The Big Four in the Pathogenesis and Pathophysiology of Prurigo Nodularis: Interplay among Type 2 Inflammation, Epidermal Hyperplasia, Dermal Fibrosis, and Itch from Neuroimmune Dysregulation.

Abstract

Prurigo nodularis (PN) is a distinct inflammatory dermatosis. It is characterized by intensely pruritic, firm nodules, typically 1-2 cm in diameter, which usually develop on the extensor surfaces of the extremities. Histopathologically, the following characteristics are observed in PN lesions: (1) dermal cellular infiltrates composed of type 2 inflammation-associated immune cells with lesional overexpression of type 2 cytokines (including IL-4, IL-13, and IL-31); (2) dermal fibrosis; and (3) epidermal hyperplasia with hyperkeratosis.
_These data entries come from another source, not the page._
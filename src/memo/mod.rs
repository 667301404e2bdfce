// Copyright (C) 2025 Jeremy J. Carroll. See LICENSE for details.

//! Immutable precomputed data.
//!
//! Everything here is computed once, in dependency order, and never
//! changes afterwards:
//! - Base cases and the record of every configuration
//! - Subcase counts, directions and merge classes
//! - Square-face tessellations
//! - The hand-authored base case tessellations

pub mod base_table;
pub mod canonical;
pub mod faces;
pub mod subcases;

pub use base_table::{BaseEntry, BaseTessellationTable, BASE_TESSELLATIONS};
pub use canonical::{CaseRecord, Canonicalizer};
pub use faces::{FaceLookup, FaceTessellator, CANONICAL_FACE_CONFIGS};
pub use subcases::{Axis, MergeClasses, SubcaseResolver};
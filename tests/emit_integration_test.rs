// Copyright (C) 2025 Jeremy J. Carroll. See LICENSE for details.

//! Integration tests for the emitted tables and their renderings.

mod common;

use amr_stitch_tables::emit::{parse_stream, render, NO_OFFSET, TERMINATOR};
use amr_stitch_tables::{CaseConfig, CaseTables, OutputFormat};

use common::tables;

#[test]
fn test_table_sizes() {
    let output = &tables().output;
    assert_eq!(output.subcase_direction.len(), 256);
    assert_eq!(output.case_stream_offsets.len(), 256);
    assert_eq!(output.tessellation_stream.len(), 5744);
    assert_eq!(output.used_slots(), 303);
    assert_eq!(output.tessellation_stream.last(), Some(&TERMINATOR));
}

#[test]
fn test_subcase_directions() {
    let directions = &tables().output.subcase_direction;
    assert_eq!(directions[0], 0);
    assert_eq!(directions[3], 0b001);
    assert_eq!(directions[6], 0b010);
    assert_eq!(directions[15], 0b011);
    assert_eq!(directions[17], 0b100);
    assert_eq!(directions[255], 0);
}

#[test]
fn test_stream_layout() {
    let output = &tables().output;
    assert_eq!(output.case_stream_offsets[1], [0, -1, -1, -1]);
    assert_eq!(
        &output.tessellation_stream[..19],
        &[5, 1, 5, 6, 2, 0, 5, 2, 6, 7, 3, 0, 5, 4, 7, 6, 5, 0, -1]
    );
    assert_eq!(output.case_stream_offsets[255], [5734, -1, -1, -1]);
    assert_eq!(
        &output.tessellation_stream[5734..],
        &[8, 0, 1, 2, 3, 4, 5, 6, 7, -1]
    );
}

#[test]
fn test_offsets_match_subcase_counts() {
    let tables = tables();
    for config in CaseConfig::all() {
        let count = tables.memo.subcases.num_sub_cases(config);
        let slots = tables.output.case_stream_offsets[config.case_number()];
        for (s, &offset) in slots.iter().enumerate() {
            assert_eq!(offset != NO_OFFSET, s < count, "case {}", config.case_number());
        }
    }
}

#[test]
fn test_stream_round_trip() {
    let tables = tables();
    for (config, subcase, tessellation) in tables.tessellations.iter() {
        let parsed = tables
            .output
            .tessellation(config.case_number(), subcase)
            .unwrap()
            .unwrap();
        assert_eq!(&parsed, tessellation);
        let offset = tables.output.case_stream_offsets[config.case_number()][subcase];
        assert_eq!(
            &parse_stream(&tables.output.tessellation_stream, offset as usize).unwrap(),
            tessellation
        );
    }
    assert_eq!(tables.output.tessellation(0, 0).unwrap(), None);
}

#[test]
fn test_output_is_deterministic() {
    let first = CaseTables::build().unwrap();
    let second = CaseTables::build().unwrap();
    for format in [OutputFormat::C, OutputFormat::Rust] {
        let mut a = Vec::new();
        let mut b = Vec::new();
        render(&first.output, format, &mut a).unwrap();
        render(&second.output, format, &mut b).unwrap();
        assert_eq!(a, b);
    }
}

#[test]
fn test_c_rendering() {
    let mut out = Vec::new();
    render(&tables().output, OutputFormat::C, &mut out).unwrap();
    let text = String::from_utf8(out).unwrap();
    assert!(text.contains("/* 256 cases, 303 tessellations, 5744 stream entries */"));
    assert!(text.contains("const int tessellationStream[5744] = {"));
    assert!(text.contains("    /* 255.0 */ 8, 0, 1, 2, 3, 4, 5, 6, 7, -1,\n"));
    assert!(text.contains("    {5734, -1, -1, -1}, /* 255 */\n"));
}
Additionally, functional and structural alterations of cutaneous sensory nerve fibers profoundly contribute to itch in cooperation with type 2 inflammation. This abnormal interaction is referred to as neuroimmune dysregulation. The scratching behavior induced by itching from neuroimmune dysregulation initiates the development of prurigo nodules. This distinctive pathogenic feature of "itch-first" in PN is distinct from "inflammation-first" in atopic dermatitis, another pruritic skin disease with type 2 inflammation. In atopic dermatitis, the skin initially exhibits type 2 inflammation, which is subsequently followed by itching. The interplay between the four elements, namely type 2 inflammation, epidermal hyperplasia, dermal fibrosis, and itch resulting from neuroimmune dysregulation, appears to be pivotal in the pathogenesis and pathophysiology of PN.